Let us assume that friendship consists mainly in a flow. Friends are those who engage in a conversation that has always already begun and that never ceases, no matter what they may talk about and how often the conversation may be interrupted. Even when the conversation appears to be repetitive or dwindle as a result of continuous digressions, there remains something effortless about it. If understood in this sense, friendship is a relationship of radical egalitarianism. Friends are indifferent to the medium that carries them, or that makes their conversation flow, namely language, at least for as long as it carries them with equal strength and promotes an unrestricted freedom that they shall not find elsewhere. Friends do not care about language especially.
Yet at the same time the flow can come to a stop that prevents it from re-establishing itself. In this case, the interruption may not be external to the flow’s unfathomable drive. Such an interruption – there may be several of them – is what seems to prompt Nathalie Sarraute to write a play called Pour un oui ou pour un non, or, in English, For No Good Reason. In this play, radical egalitarianism gives way to power games. Two friends find themselves struggling with one another. Suddenly, they embody different and incompatible positions, the position of an active and the position of a contemplative life. Each position fights for supremacy over the other. In the end, one of the friends says: “I have always known that there can be no conciliation in our case. No subsiding and no remission. It is a merciless fight. A fight for live and death. Even for survival. There is no choice. Either you or I.”

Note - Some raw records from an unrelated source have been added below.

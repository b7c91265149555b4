use account_core::auth::codec::TokenCodec;
use account_core::auth::lifecycle::TokenLifecycle;
use account_core::auth::token::{Token, TokenKind};
use account_core::config::TokenConfig;
use account_core::error::AccountError;
use account_core::store::{ExpiringStore, InMemoryStore, StoreService};
use std::sync::atomic::{AtomicBool, Ordering};
use std::sync::Arc;
use std::time::Duration;
use tokio::sync::Notify;

fn lifecycle(store: StoreService, config: TokenConfig) -> TokenLifecycle {
    TokenLifecycle::new(
        store,
        TokenCodec::new("test-secret"),
        config,
        "http://localhost:3000",
    )
}

fn short_lived_pass_config(millis: u64) -> TokenConfig {
    TokenConfig {
        pass_expiry: Some(Duration::from_millis(millis)),
        ..TokenConfig::default()
    }
}

#[tokio::test]
async fn test_issue_then_reuse_within_window() {
    let tokens = lifecycle(StoreService::in_memory(), TokenConfig::default());

    let first = tokens
        .issue_or_reuse("1", TokenKind::Pass)
        .await
        .expect("Failed to issue");
    assert!(!first.reused);

    let second = tokens
        .issue_or_reuse("1", TokenKind::Pass)
        .await
        .expect("Failed to reuse");
    assert!(second.reused);
    assert_eq!(first.token.value, second.token.value);
}

#[tokio::test]
async fn test_distinct_kinds_are_independent_slots() {
    let tokens = lifecycle(StoreService::in_memory(), TokenConfig::default());

    let pass = tokens.issue_or_reuse("1", TokenKind::Pass).await.unwrap();
    let access = tokens.issue_or_reuse("1", TokenKind::Access).await.unwrap();
    assert_ne!(pass.token.value, access.token.value);

    // Consuming one slot leaves the other intact.
    tokens.consume("1", TokenKind::Pass).await.unwrap();
    assert!(tokens.validate(&access.handle).await.is_ok());
}

#[tokio::test]
async fn test_stale_token_is_reissued() {
    let tokens = lifecycle(StoreService::in_memory(), short_lived_pass_config(100));

    let first = tokens.issue_or_reuse("1", TokenKind::Pass).await.unwrap();
    tokio::time::sleep(Duration::from_millis(150)).await;

    let second = tokens.issue_or_reuse("1", TokenKind::Pass).await.unwrap();
    assert!(!second.reused);
    assert_ne!(first.token.value, second.token.value);
}

#[tokio::test]
async fn test_validate_returns_decoded_tuple() {
    let tokens = lifecycle(StoreService::in_memory(), TokenConfig::default());

    let issued = tokens.issue_or_reuse("42", TokenKind::Activation).await.unwrap();
    let decoded = tokens.validate(&issued.handle).await.expect("Failed to validate");

    assert_eq!(decoded.user_id, "42");
    assert_eq!(decoded.kind, TokenKind::Activation);
    assert_eq!(decoded.value, issued.token.value);
}

#[tokio::test]
async fn test_validate_does_not_consume() {
    let tokens = lifecycle(StoreService::in_memory(), TokenConfig::default());

    let issued = tokens.issue_or_reuse("1", TokenKind::Pass).await.unwrap();

    // Validation is repeatable until the caller consumes.
    tokens.validate(&issued.handle).await.expect("first validate");
    tokens.validate(&issued.handle).await.expect("second validate");
}

#[tokio::test]
async fn test_consumed_token_not_found() {
    let tokens = lifecycle(StoreService::in_memory(), TokenConfig::default());

    let issued = tokens.issue_or_reuse("1", TokenKind::Pass).await.unwrap();
    tokens.consume("1", TokenKind::Pass).await.expect("Failed to consume");

    let result = tokens.validate(&issued.handle).await;
    assert!(matches!(result, Err(AccountError::TokenNotFound)));
}

#[tokio::test]
async fn test_validate_and_consume_closes_replay_window() {
    let tokens = lifecycle(StoreService::in_memory(), TokenConfig::default());

    let issued = tokens.issue_or_reuse("1", TokenKind::Access).await.unwrap();

    let decoded = tokens
        .validate_and_consume(&issued.handle)
        .await
        .expect("Failed to validate and consume");
    assert_eq!(decoded.user_id, "1");

    let replay = tokens.validate(&issued.handle).await;
    assert!(matches!(replay, Err(AccountError::TokenNotFound)));
}

#[tokio::test]
async fn test_expired_token_reported_as_expired() {
    let tokens = lifecycle(StoreService::in_memory(), short_lived_pass_config(100));

    let issued = tokens.issue_or_reuse("1", TokenKind::Pass).await.unwrap();
    tokio::time::sleep(Duration::from_millis(150)).await;

    // The record is retained past its validity window, so the failure is
    // TokenExpired rather than TokenNotFound.
    let result = tokens.validate(&issued.handle).await;
    assert!(matches!(result, Err(AccountError::TokenExpired)));
}

#[tokio::test]
async fn test_handle_for_superseded_token_not_found() {
    let store = StoreService::in_memory();
    let tokens = lifecycle(store.clone(), TokenConfig::default());

    let issued = tokens.issue_or_reuse("1", TokenKind::Pass).await.unwrap();

    // Replace the stored token behind the lifecycle's back.
    store
        .set_json("token:pass:1", &Token::generate(16), None)
        .await
        .unwrap();

    let result = tokens.validate(&issued.handle).await;
    assert!(matches!(result, Err(AccountError::TokenNotFound)));
}

#[tokio::test]
async fn test_garbage_handle_is_decode_error() {
    let tokens = lifecycle(StoreService::in_memory(), TokenConfig::default());
    let result = tokens.validate("definitely-not-a-handle").await;
    assert!(matches!(result, Err(AccountError::Decode(_))));
}

#[tokio::test]
async fn test_concurrent_issuance_converges() {
    let tokens = lifecycle(StoreService::in_memory(), TokenConfig::default());

    let mut handles = Vec::new();
    for _ in 0..16 {
        let tokens = tokens.clone();
        handles.push(tokio::spawn(async move {
            tokens.issue_or_reuse("1", TokenKind::Pass).await
        }));
    }

    let mut values = Vec::new();
    for handle in handles {
        values.push(handle.await.unwrap().expect("issuance failed").token.value);
    }
    values.sort();
    values.dedup();
    assert_eq!(values.len(), 1, "concurrent issuers must agree on one token");
}

/// Store wrapper that parks the next conditional delete until released,
/// to pin down a specific interleaving of two issuers.
struct HeldDeleteStore {
    inner: InMemoryStore,
    hold_next_delete: Arc<AtomicBool>,
    release: Arc<Notify>,
}

#[async_trait::async_trait]
impl ExpiringStore for HeldDeleteStore {
    async fn get(&self, key: &str) -> Result<Option<String>, AccountError> {
        self.inner.get(key).await
    }

    async fn set(&self, key: &str, value: &str, ttl: Option<Duration>) -> Result<(), AccountError> {
        self.inner.set(key, value, ttl).await
    }

    async fn set_nx(
        &self,
        key: &str,
        value: &str,
        ttl: Option<Duration>,
    ) -> Result<bool, AccountError> {
        self.inner.set_nx(key, value, ttl).await
    }

    async fn del(&self, key: &str) -> Result<bool, AccountError> {
        self.inner.del(key).await
    }

    async fn del_if_eq(&self, key: &str, expected: &str) -> Result<bool, AccountError> {
        if self.hold_next_delete.swap(false, Ordering::SeqCst) {
            self.release.notified().await;
        }
        self.inner.del_if_eq(key, expected).await
    }

    async fn exists(&self, key: &str) -> Result<bool, AccountError> {
        self.inner.exists(key).await
    }

    async fn flush(&self) -> Result<(), AccountError> {
        self.inner.flush().await
    }
}

#[tokio::test]
async fn test_interleaved_stale_replacement_converges() {
    let hold_next_delete = Arc::new(AtomicBool::new(false));
    let release = Arc::new(Notify::new());
    let store = StoreService::new(HeldDeleteStore {
        inner: InMemoryStore::new(),
        hold_next_delete: hold_next_delete.clone(),
        release: release.clone(),
    });
    let tokens = lifecycle(store, short_lived_pass_config(200));

    // Seed the slot and let the token go stale (still within retention).
    let stale = tokens.issue_or_reuse("1", TokenKind::Pass).await.unwrap();
    tokio::time::sleep(Duration::from_millis(250)).await;

    // Issuer B reads the stale record, then parks just before deleting it.
    hold_next_delete.store(true, Ordering::SeqCst);
    let issuer_b = tokio::spawn({
        let tokens = tokens.clone();
        async move { tokens.issue_or_reuse("1", TokenKind::Pass).await }
    });
    tokio::time::sleep(Duration::from_millis(50)).await;

    // Issuer A replaces the stale record and returns a fresh token.
    let issued_a = tokens
        .issue_or_reuse("1", TokenKind::Pass)
        .await
        .expect("issuer A failed");
    assert_ne!(issued_a.token.value, stale.token.value);

    // B wakes up: its delete must not clobber A's fresh claim.
    release.notify_one();
    let issued_b = issuer_b
        .await
        .expect("issuer B panicked")
        .expect("issuer B failed");

    assert_eq!(issued_a.token.value, issued_b.token.value);
    tokens.validate(&issued_a.handle).await.expect("handle A dead");
    tokens.validate(&issued_b.handle).await.expect("handle B dead");
}

#[tokio::test]
async fn test_link_format() {
    let tokens = lifecycle(StoreService::in_memory(), TokenConfig::default());

    assert_eq!(
        tokens.link("activate", "HANDLE"),
        "http://localhost:3000/activate/HANDLE"
    );
    // Stray slashes on either side collapse.
    assert_eq!(
        tokens.link("/recover-password/", "HANDLE"),
        "http://localhost:3000/recover-password/HANDLE"
    );
}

Friendship is not Intersubjective
In the course of this fight, language becomes all-important. For the conversation now circles around a relationship whose manipulative nature has come to the fore in a specific usage of words. One of the two friends charges the other with having made certain revelatory pauses and having employed certain telling emphases. Was this friendship ever carried by language? One could conclude from the conversation in the play that friendship must lack self-consciousness. When it begins to thematise itself, to ask whether a relationship of power underlies and disavows it, the flow has been interrupted and the friends have been thrown back upon themselves, each caught up in his own game. To a third party, to a party whose position one of the friends can adopt so as to ridicule the other friend’s suspicions, nothing is more insignificant than the linguistic detail to which the suspicious and hurt friend, the friend who has withdrawn, is said to have paid excessive attention, turning it into a sign of betrayal and rupture.
Friendship is not an objective or intersubjective realm, or is not a realm in any sense, but is the unfolding of an intimacy without externality. Such intimacy prohibits triangulations and instrumentalisations. Friendship – we will come back to this point – does not exist for others, for third parties. Friends are so intimately and unconsciously bound up with language that, on the one hand, it hardly means anything to them, while, on the other hand, it proves to be infinitely meaningful. It functions as a resource of meaning for the friends who commit to power games and cease to be friends. In friendship, the difference between language as a medium and language as a tool becomes decisive. Friends do not communicate, they simply go with the flow, hold themselves in a medium that transports them, regardless of the important things they may say to each other. When they do communicate and use language as a tool, they have bidden farewell to their friendship, or they have been abandoned by it – by language.